足立朝日

このほど自叙伝を出した ベルトの「(株)丸正」創業者で社長 小薬 正男 さん(83) 千住仲町在住

掲載:2018年7月5日号
のんびりなんて生きられない

 千住仲町の旧日光街道沿いのロココ調の社屋が目立つ㈱丸正は、紳士物ベルトで、大手デパートにおけるプライベートブランドのシェアにおいて1位を誇る技術力を持つ企業。平成28年度には、足立ブランド認定企業にも選ばれた。
 この会社の創業者が、小薬さん。83歳にして最前線、まだバリバリだ。その小薬さんが、このほど幻冬舎から自叙伝「のんびりなんて生きられない」を出した。234頁に収められた内容は、その見出しだけ見ても「ワニを捕まえにアマゾンの奥地へ」や「ヨーロッパ進出ならず、ワインに走る」など、波乱万丈の物語。

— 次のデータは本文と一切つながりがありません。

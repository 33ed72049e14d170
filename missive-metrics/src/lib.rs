//! OpenTelemetry metrics for missive
//!
//! Counters and histograms are pushed over OTLP/HTTP to an OpenTelemetry
//! Collector, which can expose them for Prometheus to scrape.
//!
//! ```text
//! missive → OTLP/HTTP → OpenTelemetry Collector → Prometheus (scrape) → Grafana
//! ```
//!
//! Recording sites call [`try_metrics`] and skip the work when metrics are
//! disabled, so nothing here is required for the delivery subsystem to run.

mod config;
mod error;
mod exporter;
mod queue;
mod tracking;

pub use config::MetricsConfig;
pub use error::MetricsError;
use once_cell::sync::OnceCell;
pub use queue::QueueMetrics;
pub use tracking::TrackingMetrics;

static METRICS_INSTANCE: OnceCell<Metrics> = OnceCell::new();

/// Root metrics container
#[derive(Debug)]
pub struct Metrics {
    pub queue: QueueMetrics,
    pub tracking: TrackingMetrics,
}

/// Initialize the metrics system
///
/// Must be called once at startup before any metrics are recorded. A no-op
/// when metrics are disabled in the config.
///
/// # Errors
///
/// Returns an error if the exporter cannot be built or if called twice.
pub fn init_metrics(config: &MetricsConfig) -> Result<(), MetricsError> {
    if !config.enabled {
        tracing::info!("Metrics collection is disabled");
        return Ok(());
    }

    tracing::info!(
        endpoint = %config.endpoint,
        "Initializing OpenTelemetry metrics with OTLP exporter"
    );

    let provider = exporter::init_otlp_exporter(config.endpoint.clone())?;
    opentelemetry::global::set_meter_provider(provider);

    let metrics = Metrics {
        queue: QueueMetrics::new(),
        tracking: TrackingMetrics::new(),
    };

    METRICS_INSTANCE
        .set(metrics)
        .map_err(|_| MetricsError::AlreadyInitialized)?;

    tracing::info!("Metrics collection initialized successfully");

    Ok(())
}

/// The global metrics instance, if [`init_metrics`] installed one.
#[must_use]
pub fn try_metrics() -> Option<&'static Metrics> {
    METRICS_INSTANCE.get()
}

#[must_use]
pub fn is_enabled() -> bool {
    METRICS_INSTANCE.get().is_some()
}
use serde::Deserialize;

/// Listener settings for the probe and tracking endpoints
#[derive(Debug, Clone, Deserialize)]
pub struct HttpConfig {
    #[serde(default = "default_enabled")]
    pub enabled: bool,

    /// e.g. `[::]:8080` or `127.0.0.1:8080`
    #[serde(default = "default_listen_address")]
    pub listen_address: String,

    /// Readiness fails while the live queue holds at least this many items.
    #[serde(default = "default_max_queue_size")]
    pub max_queue_size: u64,

    /// Requests taking longer than this are answered with 408
    #[serde(default = "default_request_timeout_ms")]
    pub request_timeout_ms: u64,
}

const fn default_enabled() -> bool {
    true
}

fn default_listen_address() -> String {
    "[::]:8080".to_string()
}

const fn default_max_queue_size() -> u64 {
    10_000
}

const fn default_request_timeout_ms() -> u64 {
    2_000
}

impl Default for HttpConfig {
    fn default() -> Self {
        Self {
            enabled: default_enabled(),
            listen_address: default_listen_address(),
            max_queue_size: default_max_queue_size(),
            request_timeout_ms: default_request_timeout_ms(),
        }
    }
}
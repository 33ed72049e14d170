//! Retention sweeps.

use chrono::Duration;
use missive_common::{QueueStatus, clock::saturating_sub, internal};
use serde::{Deserialize, Serialize};

use super::EmailQueue;
use crate::DeliveryError;

/// How long each kind of record is kept (in days).
#[derive(Debug, Clone, Copy, PartialEq, Eq, Serialize, Deserialize)]
pub struct RetentionPolicy {
    /// Default: 30
    #[serde(default = "defaults::sent_days")]
    pub sent_days: u32,

    /// Default: 7
    #[serde(default = "defaults::cancelled_days")]
    pub cancelled_days: u32,

    /// Default: 180
    #[serde(default = "defaults::delivery_log_days")]
    pub delivery_log_days: u32,

    /// Default: 90
    #[serde(default = "defaults::tracking_days")]
    pub tracking_days: u32,

    /// Default: 90
    #[serde(default = "defaults::dead_letter_days")]
    pub dead_letter_days: u32,
}

impl Default for RetentionPolicy {
    fn default() -> Self {
        Self {
            sent_days: defaults::sent_days(),
            cancelled_days: defaults::cancelled_days(),
            delivery_log_days: defaults::delivery_log_days(),
            tracking_days: defaults::tracking_days(),
            dead_letter_days: defaults::dead_letter_days(),
        }
    }
}

mod defaults {
    pub const fn sent_days() -> u32 {
        30
    }

    pub const fn cancelled_days() -> u32 {
        7
    }

    pub const fn delivery_log_days() -> u32 {
        180
    }

    pub const fn tracking_days() -> u32 {
        90
    }

    pub const fn dead_letter_days() -> u32 {
        90
    }
}

/// Rows removed by one sweep.
#[derive(Debug, Clone, Copy, Default, PartialEq, Eq, Serialize, Deserialize)]
pub struct CleanupReport {
    pub sent: usize,
    pub cancelled: usize,
    pub delivery_log: usize,
    pub tracking: usize,
    pub dead_letters: usize,
}

impl CleanupReport {
    #[must_use]
    pub const fn total(&self) -> usize {
        self.sent + self.cancelled + self.delivery_log + self.tracking + self.dead_letters
    }
}

impl EmailQueue {
    /// Delete everything older than its retention window, then flush the
    /// store.
    ///
    /// # Errors
    ///
    /// Propagates store failures.
    pub async fn cleanup(&self, policy: &RetentionPolicy) -> Result<CleanupReport, DeliveryError> {
        let now = self.now();
        let before = |days: u32| saturating_sub(now, Duration::days(i64::from(days)));
        let store = self.store();

        let report = CleanupReport {
            sent: store
                .purge_items(QueueStatus::Sent, before(policy.sent_days))
                .await?,
            cancelled: store
                .purge_items(QueueStatus::Cancelled, before(policy.cancelled_days))
                .await?,
            delivery_log: store
                .purge_delivery_log(before(policy.delivery_log_days))
                .await?,
            tracking: store.purge_tracking(before(policy.tracking_days)).await?,
            dead_letters: store
                .purge_dead_letters(before(policy.dead_letter_days))
                .await?,
        };

        store.flush().await?;

        if report.total() > 0 {
            internal!(level = INFO, "Cleanup removed {report:?}");
        }

        Ok(report)
    }
}

#[cfg(test)]
mod tests {
    use missive_common::{RecipientId, TemplateKind};

    use super::*;
    use crate::queue::{EnqueueRequest, tests::queue_with_clock};

    #[test]
    fn test_defaults() {
        let policy = RetentionPolicy::default();
        assert_eq!(policy.sent_days, 30);
        assert_eq!(policy.cancelled_days, 7);
        assert_eq!(policy.delivery_log_days, 180);
        assert_eq!(policy.tracking_days, 90);
        assert_eq!(policy.dead_letter_days, 90);
    }

    #[test]
    fn test_partial_ron() {
        let policy: RetentionPolicy = ron::from_str("(sent_days: 1)").unwrap();
        assert_eq!(policy.sent_days, 1);
        assert_eq!(policy.cancelled_days, 7);
    }

    #[tokio::test]
    #[cfg_attr(miri, ignore = "Calls an unsupported method")]
    async fn test_sweeps_only_expired_terminal_items() {
        let (queue, clock) = queue_with_clock();
        let request = || {
            EnqueueRequest::new(RecipientId(1), TemplateKind::Welcome, "Welcome", "<p/>")
        };

        let old_sent = queue.enqueue(request()).await.unwrap();
        queue.claim(&old_sent).await.unwrap();
        queue.mark_sent(&old_sent).await.unwrap();

        let old_cancelled = queue.enqueue(request()).await.unwrap();
        queue.mark_cancelled(&old_cancelled, "test").await.unwrap();

        let old_pending = queue.enqueue(request()).await.unwrap();

        clock.advance(Duration::days(10));
        let report = queue.cleanup(&RetentionPolicy::default()).await.unwrap();
        assert_eq!(report.cancelled, 1);
        assert_eq!(report.sent, 0);

        clock.advance(Duration::days(25));
        let report = queue.cleanup(&RetentionPolicy::default()).await.unwrap();
        assert_eq!(report.sent, 1);

        assert!(queue.get(&old_sent).await.unwrap().is_none());
        assert!(queue.get(&old_cancelled).await.unwrap().is_none());
        assert!(queue.get(&old_pending).await.unwrap().is_some());
    }

    #[tokio::test]
    #[cfg_attr(miri, ignore = "Calls an unsupported method")]
    async fn test_unbounded_retention_keeps_everything() {
        let (queue, clock) = queue_with_clock();
        let id = queue
            .enqueue(EnqueueRequest::new(
                RecipientId(1),
                TemplateKind::Welcome,
                "Welcome",
                "<p/>",
            ))
            .await
            .unwrap();
        queue.mark_cancelled(&id, "test").await.unwrap();
        clock.advance(Duration::days(365));

        let forever = RetentionPolicy {
            sent_days: u32::MAX,
            cancelled_days: u32::MAX,
            delivery_log_days: u32::MAX,
            tracking_days: u32::MAX,
            dead_letter_days: u32::MAX,
        };
        let report = queue.cleanup(&forever).await.unwrap();

        assert_eq!(report.total(), 0);
        assert!(queue.get(&id).await.unwrap().is_some());
    }
}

 「いやあ、少し脱線した部分もありますが、とにかく自分の生きて来た道をしっかり残そうと思いましてね。それも『装飾』せずにありのままにです。はい」と話す小薬さん、とにかく元気だ。
 小薬さんは、茨城県笠間氏出身。貧しい農家の5男坊として生まれた環境が、その反骨精神と進取の気性を育んだようだ。高校進学をあきらめ、経済的に自立しようと、田んぼにいるドジョウを捕まえては売る、という「商売」に挑戦。「この時のドジョウビジネスで体得したものが、その後の商売の核になりましたね」と小薬さん。

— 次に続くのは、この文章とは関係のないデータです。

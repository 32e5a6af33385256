//! The in-memory page reference ("ref"): the atomic state machine that sits
//! between a B-tree slot and the page it names, either on disk or resident
//! in memory (spec §3, §4.3, §4.4).

use std::sync::atomic::{AtomicU8, Ordering};
use std::sync::Arc;

use crate::block::Cookie;
use crate::error::{Error, Result};

/// A ref's lifecycle state. Transitions are compare-and-swap only; no lock
/// ever guards this field (spec §4.3's read/evict protocol depends on
/// that).
#[derive(Debug, Clone, Copy, PartialEq, Eq, Hash)]
#[repr(u8)]
pub enum RefState {
    /// The page lives only on disk; `page` is `None`.
    Disk = 0,
    /// A thread has claimed the right to read this page in; all other
    /// threads must wait-and-retry.
    Reading = 1,
    /// Resident and readable.
    Mem = 2,
    /// Claimed by eviction (or an exclusive-mode session); no reader may
    /// publish a hazard pointer against it until it returns to `Mem`.
    Locked = 3,
    /// A fast-truncate range emptied this subtree; reads through the
    /// truncating transaction's snapshot skip it entirely.
    Deleted = 4,
    /// A split replaced this ref with ≥ 2 children; readers should retry
    /// the parent's slot lookup.
    Split = 5,
}

impl RefState {
    fn from_u8(v: u8) -> RefState {
        match v {
            0 => RefState::Disk,
            1 => RefState::Reading,
            2 => RefState::Mem,
            3 => RefState::Locked,
            4 => RefState::Deleted,
            _ => RefState::Split,
        }
    }
}

struct RefInner {
    state: AtomicU8,
    cookie: std::sync::Mutex<Cookie>,
    /// Present once the page is resident; boxed so a ref's own size stays
    /// small and split/evict can swap it atomically under the mutex.
    page: std::sync::Mutex<Option<Arc<crate::btree::page::Page>>>,
}

/// A cheaply-cloneable handle to one ref. `Arc`-backed so hazard pointers
/// can identify a specific ref by raw pointer identity across sessions.
#[derive(Clone)]
pub struct SharedRef(Arc<RefInner>);

impl SharedRef {
    pub fn new_on_disk(cookie: Cookie) -> Self {
        SharedRef(Arc::new(RefInner {
            state: AtomicU8::new(RefState::Disk as u8),
            cookie: std::sync::Mutex::new(cookie),
            page: std::sync::Mutex::new(None),
        }))
    }

    /// Construct a ref that is already resident, used by splits and by
    /// tests that don't want to drive the disk-read path.
    pub fn new_in_mem() -> Self {
        SharedRef(Arc::new(RefInner {
            state: AtomicU8::new(RefState::Mem as u8),
            cookie: std::sync::Mutex::new(Cookie::INVALID),
            page: std::sync::Mutex::new(None),
        }))
    }

    pub fn state(&self) -> RefState {
        RefState::from_u8(self.0.state.load(Ordering::SeqCst))
    }

    pub fn cookie(&self) -> Cookie {
        *self.0.cookie.lock().unwrap()
    }

    pub fn set_cookie(&self, cookie: Cookie) {
        *self.0.cookie.lock().unwrap() = cookie;
    }

    pub fn page(&self) -> Option<Arc<crate::btree::page::Page>> {
        self.0.page.lock().unwrap().clone()
    }

    pub fn set_page(&self, page: Option<Arc<crate::btree::page::Page>>) {
        *self.0.page.lock().unwrap() = page;
    }

    /// CAS from `from` to `to`; `Busy` if the current state doesn't match.
    pub fn transition(&self, from: RefState, to: RefState) -> Result<()> {
        self.0
            .state
            .compare_exchange(from as u8, to as u8, Ordering::SeqCst, Ordering::SeqCst)
            .map(|_| ())
            .map_err(|_| Error::Busy("ref state changed concurrently"))
    }

    /// Pointer identity, used by hazard pointers and eviction's "did a
    /// reader publish against this exact ref" check.
    pub fn as_ptr(this: &SharedRef) -> *mut () {
        Arc::as_ptr(&this.0) as *mut ()
    }
}

#[cfg(test)]
mod tests {
    use super::*;

    #[test]
    fn new_on_disk_ref_starts_in_disk_state() {
        let r = SharedRef::new_on_disk(Cookie::INVALID);
        assert_eq!(r.state(), RefState::Disk);
    }

    #[test]
    fn transition_fails_on_state_mismatch() {
        let r = SharedRef::new_in_mem();
        assert!(r.transition(RefState::Disk, RefState::Reading).is_err());
        assert_eq!(r.state(), RefState::Mem);
    }

    #[test]
    fn disk_to_reading_to_mem_round_trip() {
        let r = SharedRef::new_on_disk(Cookie::INVALID);
        r.transition(RefState::Disk, RefState::Reading).unwrap();
        r.transition(RefState::Reading, RefState::Mem).unwrap();
        assert_eq!(r.state(), RefState::Mem);
    }

    #[test]
    fn clone_shares_identity() {
        let r = SharedRef::new_in_mem();
        let r2 = r.clone();
        assert_eq!(SharedRef::as_ptr(&r), SharedRef::as_ptr(&r2));
    }
}
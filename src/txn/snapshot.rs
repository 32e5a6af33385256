//! Transaction snapshots and visibility (spec §4.5). A snapshot fixes
//! which other transactions' writes a reader may see; optional timestamps
//! layer on top of id-based visibility.

/// `(snapshot_min, snapshot_max, concurrent ids)` captured at transaction
/// begin, plus an optional read timestamp.
#[derive(Debug, Clone)]
pub struct Snapshot {
    pub snapshot_min: u64,
    pub snapshot_max: u64,
    pub concurrent: Vec<u64>,
    pub read_ts: Option<u64>,
}

impl Snapshot {
    pub fn new(snapshot_min: u64, snapshot_max: u64, concurrent: Vec<u64>) -> Self {
        Self {
            snapshot_min,
            snapshot_max,
            concurrent,
            read_ts: None,
        }
    }

    pub fn with_read_timestamp(mut self, read_ts: u64) -> Self {
        self.read_ts = Some(read_ts);
        self
    }

    /// Id-based visibility (spec §4.5): `id >= snapshot_max` invisible;
    /// `id < snapshot_min` visible; otherwise visible iff not concurrent.
    /// When a read timestamp is set, visibility additionally requires
    /// `commit_ts <= read_ts`.
    pub fn is_visible(&self, txn_id: u64, commit_ts: u64) -> bool {
        let id_visible = if txn_id >= self.snapshot_max {
            false
        } else if txn_id < self.snapshot_min {
            true
        } else {
            !self.concurrent.contains(&txn_id)
        };
        if !id_visible {
            return false;
        }
        match self.read_ts {
            Some(read_ts) => commit_ts <= read_ts,
            None => true,
        }
    }
}

#[cfg(test)]
mod tests {
    use super::*;

    #[test]
    fn ids_at_or_above_snapshot_max_are_invisible() {
        let s = Snapshot::new(5, 10, Vec::new());
        assert!(!s.is_visible(10, 0));
        assert!(!s.is_visible(11, 0));
    }

    #[test]
    fn ids_below_snapshot_min_are_always_visible() {
        let s = Snapshot::new(5, 10, vec![3]);
        assert!(s.is_visible(3, 0));
    }

    #[test]
    fn ids_in_range_depend_on_concurrent_set() {
        let s = Snapshot::new(5, 10, vec![7]);
        assert!(!s.is_visible(7, 0));
        assert!(s.is_visible(8, 0));
    }

    #[test]
    fn read_timestamp_additionally_bounds_commit_ts() {
        let s = Snapshot::new(0, 100, Vec::new()).with_read_timestamp(50);
        assert!(s.is_visible(1, 50));
        assert!(!s.is_visible(1, 51));
    }
}
use criterion::{criterion_group, criterion_main, BatchSize, Criterion};
use ferrotree::btree::cursor::Cursor;
use ferrotree::btree::Table;
use ferrotree::txn::{IsolationLevel, TransactionManager};

fn bench_insert(c: &mut Criterion) {
    c.bench_function("table_insert_sequential", |b| {
        b.iter_batched(
            || (Table::new("bench"), TransactionManager::new()),
            |(table, mgr)| {
                let txn = mgr.begin(IsolationLevel::Snapshot);
                let mut cursor = Cursor::new(&table, std::sync::Arc::new(txn));
                for i in 0..1000u32 {
                    cursor.set_key(i.to_be_bytes().to_vec());
                    cursor.set_value(b"value".to_vec());
                    cursor.insert().unwrap();
                }
            },
            BatchSize::SmallInput,
        );
    });
}

fn bench_search(c: &mut Criterion) {
    let table = Table::new("bench");
    let mgr = TransactionManager::new();
    let txn = mgr.begin(IsolationLevel::Snapshot);
    {
        let mut cursor = Cursor::new(&table, std::sync::Arc::new(txn));
        for i in 0..10_000u32 {
            cursor.set_key(i.to_be_bytes().to_vec());
            cursor.set_value(b"value".to_vec());
            cursor.insert().unwrap();
        }
    }

    c.bench_function("table_search_hit", |b| {
        let read_txn = std::sync::Arc::new(mgr.begin(IsolationLevel::Snapshot));
        b.iter(|| {
            let mut cursor = Cursor::new(&table, read_txn.clone());
            cursor.set_key(5_000u32.to_be_bytes().to_vec());
            cursor.search().unwrap();
        });
    });
}

criterion_group!(benches, bench_insert, bench_search);
criterion_main!(benches);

 15歳で上京、浅草にある寮付きベルト工場に入社。いわゆる丁稚奉公だが、「ここから私の海山ありのベルト人生が始まったんですよ」。20歳の時(1956年=昭和31年)独立、台東区日本堤に「マルショー商店」を創業、紳士ベルト小物の製造卸売業を始めた。
今の千住仲町に来たのは1967年(昭和42年)。その後は、時の経済に翻弄されながらも、米国、中国へ進出し、東奔西走して社業拡張に全力投球した。
 ファッションデザイナーで友人のコシノヒロコさん推薦のこの疾風怒濤の一代記、まずは読んでのお楽しみ。